MY THANKS to Michael Bannon for responding to my article on the large taxation concessions going to superannuation.

Michael finds it hard to accept that much of the concessions, the disguised grants, go to the very rich. I can only suggest Michael read the Treasury Tax Expenditures Statement 2012 and its earlier distributional analysis of superannuation taxation concessions.

Its analysis in this superannuation distributional analysis paper is that the top 10 per cent of income tax payers in 2009-10 received more than 38 per cent of the superannuation tax concessions. The bottom 10 per cent received minus 1.2 per cent of the benefits. They were penalised for investing in superannuation. The second decile of income tax payers (those earning between $14,000 and $21,000) received 0.9 per cent of the concessions.

Compare that to the top 1 per cent - those earning more than $241,000 taxable income - who received 9 per cent of the concessions. In other words, people earning $241,000 or more in taxable income received 10 times as much of the superannuation concessions as those earning less than $21,000.

The superannuation taxation concessions system is highly inequitable. The richer you are, the greater the tax grants you get. It's time to stop these welfare handouts to the rich.

John Passant, Kambah

Look at beneficiaries

JACK WATERFORD'S timely article in Canberra Times of February 17 raised valid issues regarding whether the proposed inquiry will go far enough into the issues surrounding Colin Winchester's death. In particular, it should look at who stood to gain most by his death. He was due to give evidence in the trial of 11 people charged in connection with a large marijuana plantation at Bungendore. With his death the trial was aborted.
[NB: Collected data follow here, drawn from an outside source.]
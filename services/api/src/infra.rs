use ecoscore::catalog::Catalog;
use ecoscore::config::DataConfig;
use ecoscore::error::AppError;
use ecoscore::pricing::{load_predictor, PricePredictor};
use ecoscore::reference::{ReferenceSnapshot, ReferenceSource, SnapshotStore, SnapshotSummary};
use ecoscore::scoring::{ScoringConfig, ScoringEngine};
use metrics_exporter_prometheus::PrometheusHandle;
use std::sync::atomic::AtomicBool;
use std::sync::{Arc, Mutex, PoisonError};
use tracing::info;

#[derive(Clone)]
pub(crate) struct AppState {
    pub(crate) readiness: Arc<AtomicBool>,
    pub(crate) metrics: Arc<PrometheusHandle>,
}

/// Reference tables and the catalog scored against them, published as one
/// value so readers never pair new tables with stale catalog scores.
#[derive(Debug)]
pub(crate) struct Published {
    pub(crate) snapshot: Arc<ReferenceSnapshot>,
    pub(crate) catalog: Arc<Catalog>,
}

/// Everything the scoring routes read: the published tables and catalog,
/// and the price predictor.
#[derive(Debug)]
pub(crate) struct ScoringServices {
    source: ReferenceSource,
    config: ScoringConfig,
    published: SnapshotStore<Published>,
    predictor: Arc<dyn PricePredictor>,
    reload_guard: Mutex<()>,
}

impl ScoringServices {
    pub(crate) fn new(
        source: ReferenceSource,
        snapshot: ReferenceSnapshot,
        config: ScoringConfig,
        catalog: Catalog,
        predictor: Arc<dyn PricePredictor>,
    ) -> Self {
        Self {
            source,
            config,
            published: SnapshotStore::new(Published {
                snapshot: Arc::new(snapshot),
                catalog: Arc::new(catalog),
            }),
            predictor,
            reload_guard: Mutex::new(()),
        }
    }

    /// Loads reference tables, scores the sample catalog and resolves the
    /// price predictor from `data`.
    pub(crate) fn load(data: &DataConfig, config: ScoringConfig) -> Result<Self, AppError> {
        let snapshot = data.reference.load()?;
        let engine = ScoringEngine::new(Arc::new(snapshot.clone()), config.clone());
        let catalog = Catalog::load(data.products_csv.as_deref(), &engine)?;
        let predictor = load_predictor(data.price_model.as_deref());

        Ok(Self::new(
            data.reference.clone(),
            snapshot,
            config,
            catalog,
            predictor,
        ))
    }

    /// Engine bound to the snapshot published at call time.
    pub(crate) fn engine(&self) -> ScoringEngine {
        ScoringEngine::new(self.snapshot(), self.config.clone())
    }

    /// Tables and catalog from the same publication.
    pub(crate) fn published(&self) -> Arc<Published> {
        self.published.current()
    }

    pub(crate) fn snapshot(&self) -> Arc<ReferenceSnapshot> {
        self.published().snapshot.clone()
    }

    pub(crate) fn catalog(&self) -> Arc<Catalog> {
        self.published().catalog.clone()
    }

    pub(crate) fn predictor(&self) -> &dyn PricePredictor {
        self.predictor.as_ref()
    }

    pub(crate) fn reference_source(&self) -> &ReferenceSource {
        &self.source
    }

    /// Re-reads the configured reference source, rescores the catalog and
    /// publishes both. On failure the current snapshot stays in place.
    pub(crate) fn reload(&self) -> Result<SnapshotSummary, AppError> {
        let _serialized = self
            .reload_guard
            .lock()
            .unwrap_or_else(PoisonError::into_inner);

        let snapshot = Arc::new(self.source.load()?);
        let engine = ScoringEngine::new(snapshot.clone(), self.config.clone());
        let catalog = Arc::new(self.catalog().rescore(&engine));
        let summary = snapshot.summary();

        self.published.replace(Published { snapshot, catalog });

        info!(
            source = ?self.source,
            loaded_at = %summary.loaded_at,
            "reference data reloaded"
        );
        Ok(summary)
    }
}

/// Bundled tables and sample catalog with the fallback predictor.
#[cfg(test)]
pub(crate) fn bundled_services() -> Arc<ScoringServices> {
    bundled_services_with(load_predictor(None))
}

#[cfg(test)]
pub(crate) fn bundled_services_with(predictor: Arc<dyn PricePredictor>) -> Arc<ScoringServices> {
    let snapshot = ReferenceSnapshot::bundled().expect("bundled tables");
    let config = ScoringConfig::default();
    let engine = ScoringEngine::new(Arc::new(snapshot.clone()), config.clone());
    let catalog = Catalog::bundled(&engine).expect("bundled catalog");
    Arc::new(ScoringServices::new(
        ReferenceSource::Bundled,
        snapshot,
        config,
        catalog,
        predictor,
    ))
}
The cropping, which went on under the noses of the police, was a staggering example of police ineptitude or corruption.

Any inquiry into Eastman's guilt should look also at people who could have had more plausible motives to wish Colin Winchester dead.

Howard Carew, Isaacs

Costs off the rails

IT WOULD appear that the 12-kilometre light rail proposed from Gungahlin to Civic is to go ahead despite all the evidence pointing to it being a costly failure.
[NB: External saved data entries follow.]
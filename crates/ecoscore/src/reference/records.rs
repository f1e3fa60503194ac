use serde::{Deserialize, Serialize};
use std::fmt;

/// The four reference tables a snapshot is built from.
#[derive(Debug, Clone, Copy, PartialEq, Eq, Hash, Serialize, Deserialize)]
#[serde(rename_all = "snake_case")]
pub enum TableKind {
    Materials,
    Origins,
    CareInstructions,
    Certifications,
}

impl TableKind {
    pub const fn ordered() -> [Self; 4] {
        [
            Self::Materials,
            Self::Origins,
            Self::CareInstructions,
            Self::Certifications,
        ]
    }

    /// Singular noun used in error messages ("unknown material 'Foo'").
    pub const fn label(self) -> &'static str {
        match self {
            Self::Materials => "material",
            Self::Origins => "origin",
            Self::CareInstructions => "care instruction",
            Self::Certifications => "certification",
        }
    }

    pub const fn file_name(self) -> &'static str {
        match self {
            Self::Materials => "materials.csv",
            Self::Origins => "origins.csv",
            Self::CareInstructions => "care.csv",
            Self::Certifications => "certifications.csv",
        }
    }
}

impl fmt::Display for TableKind {
    fn fmt(&self, f: &mut fmt::Formatter<'_>) -> fmt::Result {
        f.write_str(self.label())
    }
}

/// Rows that can live in a [`super::ReferenceTable`].
pub trait ReferenceRecord {
    const TABLE: TableKind;

    fn name(&self) -> &str;

    /// Field-level checks run once at load time.
    fn validate(&self) -> Result<(), String>;
}

/// LCA proxy indicators for one fibre, expressed per kilogram of material.
#[derive(Debug, Clone, PartialEq, Serialize, Deserialize)]
pub struct MaterialReference {
    pub name: String,
    pub category: String,
    pub carbon_kg_co2e: f64,
    pub water_l: f64,
    pub fossil_energy_mj: f64,
    pub chemical_impact: f64,
    #[serde(default)]
    pub notes: String,
}

impl ReferenceRecord for MaterialReference {
    const TABLE: TableKind = TableKind::Materials;

    fn name(&self) -> &str {
        &self.name
    }

    fn validate(&self) -> Result<(), String> {
        non_negative("carbon_kg_co2e", self.carbon_kg_co2e)?;
        non_negative("water_l", self.water_l)?;
        non_negative("fossil_energy_mj", self.fossil_energy_mj)?;
        non_negative("chemical_impact", self.chemical_impact)
    }
}

/// Manufacturing-country impact indices, each on a 0-1 scale.
#[derive(Debug, Clone, PartialEq, Serialize, Deserialize)]
pub struct OriginReference {
    pub name: String,
    pub energy_grid_intensity: f64,
    pub transport_impact: f64,
    pub manufacturing_impact: f64,
    #[serde(default)]
    pub notes: String,
}

impl ReferenceRecord for OriginReference {
    const TABLE: TableKind = TableKind::Origins;

    fn name(&self) -> &str {
        &self.name
    }

    fn validate(&self) -> Result<(), String> {
        unit_interval("energy_grid_intensity", self.energy_grid_intensity)?;
        unit_interval("transport_impact", self.transport_impact)?;
        unit_interval("manufacturing_impact", self.manufacturing_impact)
    }
}

/// Use-phase impacts of a care regimen, per wash cycle.
#[derive(Debug, Clone, PartialEq, Serialize, Deserialize)]
pub struct CareReference {
    pub name: String,
    pub energy_use_mj: f64,
    pub water_use_l: f64,
    pub co2_kg: f64,
    #[serde(default)]
    pub notes: String,
}

impl ReferenceRecord for CareReference {
    const TABLE: TableKind = TableKind::CareInstructions;

    fn name(&self) -> &str {
        &self.name
    }

    fn validate(&self) -> Result<(), String> {
        non_negative("energy_use_mj", self.energy_use_mj)?;
        non_negative("water_use_l", self.water_use_l)?;
        non_negative("co2_kg", self.co2_kg)
    }
}

/// Certification label and the fractional bonus it grants (0.05 = 5 points).
#[derive(Debug, Clone, PartialEq, Serialize, Deserialize)]
pub struct CertificationReference {
    pub name: String,
    pub category: String,
    pub score_bonus: f64,
    #[serde(default)]
    pub description: String,
}

impl ReferenceRecord for CertificationReference {
    const TABLE: TableKind = TableKind::Certifications;

    fn name(&self) -> &str {
        &self.name
    }

    fn validate(&self) -> Result<(), String> {
        unit_interval("score_bonus", self.score_bonus)
    }
}

/// Borrowed view of a row from any table, returned by
/// [`super::ReferenceSnapshot::lookup`].
#[derive(Debug, Clone, Copy, PartialEq)]
pub enum ReferenceEntry<'a> {
    Material(&'a MaterialReference),
    Origin(&'a OriginReference),
    Care(&'a CareReference),
    Certification(&'a CertificationReference),
}

impl ReferenceEntry<'_> {
    pub fn name(&self) -> &str {
        match self {
            Self::Material(row) => &row.name,
            Self::Origin(row) => &row.name,
            Self::Care(row) => &row.name,
            Self::Certification(row) => &row.name,
        }
    }
}

fn non_negative(field: &str, value: f64) -> Result<(), String> {
    if !value.is_finite() {
        return Err(format!("{field} must be a finite number, got {value}"));
    }
    if value < 0.0 {
        return Err(format!("{field} must not be negative, got {value}"));
    }
    Ok(())
}

fn unit_interval(field: &str, value: f64) -> Result<(), String> {
    non_negative(field, value)?;
    if value > 1.0 {
        return Err(format!("{field} must be within 0..=1, got {value}"));
    }
    Ok(())
}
Our Planning Minister (''Corbell promises minimal rail pain'', February 17, p20) claims the ACT government has learned from his visit to Queensland where he met the consortium building the Gold Coast light rail.
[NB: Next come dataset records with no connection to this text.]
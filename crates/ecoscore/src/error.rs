use crate::catalog::CatalogError;
use crate::config::ConfigError;
use crate::pricing::PricingError;
use crate::reference::ReferenceError;
use crate::scoring::ScoringError;
use crate::telemetry::TelemetryError;
use axum::http::StatusCode;
use axum::response::{IntoResponse, Response};
use axum::Json;
use serde_json::json;
use std::fmt;

#[derive(Debug)]
pub enum AppError {
    Config(ConfigError),
    Telemetry(TelemetryError),
    Io(std::io::Error),
    Server(axum::Error),
    Json(serde_json::Error),
    Reference(ReferenceError),
    Scoring(ScoringError),
    Pricing(PricingError),
    Catalog(CatalogError),
    NotFound(String),
}

impl AppError {
    pub fn status(&self) -> StatusCode {
        match self {
            AppError::Scoring(_)
            | AppError::Json(_)
            | AppError::Pricing(PricingError::ScoreOutOfRange(_))
            | AppError::Catalog(CatalogError::InvalidLimit(_)) => StatusCode::BAD_REQUEST,
            AppError::NotFound(_) => StatusCode::NOT_FOUND,
            AppError::Reference(_) => StatusCode::SERVICE_UNAVAILABLE,
            AppError::Config(_)
            | AppError::Telemetry(_)
            | AppError::Io(_)
            | AppError::Server(_)
            | AppError::Pricing(_)
            | AppError::Catalog(_) => StatusCode::INTERNAL_SERVER_ERROR,
        }
    }
}

impl fmt::Display for AppError {
    fn fmt(&self, f: &mut fmt::Formatter<'_>) -> fmt::Result {
        match self {
            AppError::Config(err) => write!(f, "configuration error: {}", err),
            AppError::Telemetry(err) => write!(f, "telemetry error: {}", err),
            AppError::Io(err) => write!(f, "io error: {}", err),
            AppError::Server(err) => write!(f, "server error: {}", err),
            AppError::Json(err) => write!(f, "invalid json: {}", err),
            AppError::Reference(err) => write!(f, "reference data unavailable: {}", err),
            AppError::Scoring(err) => write!(f, "{}", err),
            AppError::Pricing(err) => write!(f, "price prediction failed: {}", err),
            AppError::Catalog(err) => write!(f, "catalog error: {}", err),
            AppError::NotFound(what) => write!(f, "{} not found", what),
        }
    }
}

impl std::error::Error for AppError {
    fn source(&self) -> Option<&(dyn std::error::Error + 'static)> {
        match self {
            AppError::Config(err) => Some(err),
            AppError::Telemetry(err) => Some(err),
            AppError::Io(err) => Some(err),
            AppError::Server(err) => Some(err),
            AppError::Json(err) => Some(err),
            AppError::Reference(err) => Some(err),
            AppError::Scoring(err) => Some(err),
            AppError::Pricing(err) => Some(err),
            AppError::Catalog(err) => Some(err),
            AppError::NotFound(_) => None,
        }
    }
}

impl IntoResponse for AppError {
    fn into_response(self) -> Response {
        let status = self.status();
        if status.is_server_error() {
            tracing::error!(error = %self, "request failed");
        }

        let body = Json(json!({ "error": self.to_string() }));
        (status, body).into_response()
    }
}

impl From<ConfigError> for AppError {
    fn from(value: ConfigError) -> Self {
        Self::Config(value)
    }
}

impl From<TelemetryError> for AppError {
    fn from(value: TelemetryError) -> Self {
        Self::Telemetry(value)
    }
}

impl From<std::io::Error> for AppError {
    fn from(value: std::io::Error) -> Self {
        Self::Io(value)
    }
}

impl From<axum::Error> for AppError {
    fn from(value: axum::Error) -> Self {
        Self::Server(value)
    }
}

impl From<serde_json::Error> for AppError {
    fn from(value: serde_json::Error) -> Self {
        Self::Json(value)
    }
}

impl From<ReferenceError> for AppError {
    fn from(value: ReferenceError) -> Self {
        Self::Reference(value)
    }
}

impl From<ScoringError> for AppError {
    fn from(value: ScoringError) -> Self {
        Self::Scoring(value)
    }
}

impl From<PricingError> for AppError {
    fn from(value: PricingError) -> Self {
        Self::Pricing(value)
    }
}

impl From<CatalogError> for AppError {
    fn from(value: CatalogError) -> Self {
        Self::Catalog(value)
    }
}

#[cfg(test)]
mod tests {
    use super::*;
    use crate::reference::{TableKind, UnknownReferenceKey};
    use crate::scoring::CompositionError;

    #[test]
    fn caller_mistakes_map_to_bad_request() {
        let unknown = AppError::from(ScoringError::from(UnknownReferenceKey {
            table: TableKind::Origins,
            key: "Atlantis".to_string(),
        }));
        assert_eq!(unknown.status(), StatusCode::BAD_REQUEST);
        assert_eq!(unknown.to_string(), "unknown origin 'Atlantis'");

        let composition = AppError::from(ScoringError::from(CompositionError::Empty));
        assert_eq!(composition.status(), StatusCode::BAD_REQUEST);

        let score = AppError::from(PricingError::ScoreOutOfRange(120.0));
        assert_eq!(score.status(), StatusCode::BAD_REQUEST);
    }

    #[test]
    fn missing_products_and_reference_failures() {
        assert_eq!(
            AppError::NotFound("product 42".to_string()).status(),
            StatusCode::NOT_FOUND
        );
        assert_eq!(
            AppError::from(ReferenceError::EmptyTable(TableKind::Materials)).status(),
            StatusCode::SERVICE_UNAVAILABLE
        );
    }
}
The Canberra light rail is to cater for a comparatively sparse population of 60,000 (16 per cent of the population, at most), and of these only those who have to go to Civic, and no other centre. The costs that Minister Corbell quotes and the reasons for them are in stark contrast to those provided by the previous minister, Andrew Barr, last June.

Barr claimed the Canberra track would cost close to $800 million at $66 million per kilometre due to the complex ''retrofitting of existing infrastructure''. Corbell now claims that the cost has gone down!

Surely it is time for the government to accurately cost the entire proposed light rail project that will only serve, inadequately, a few thousand people at best.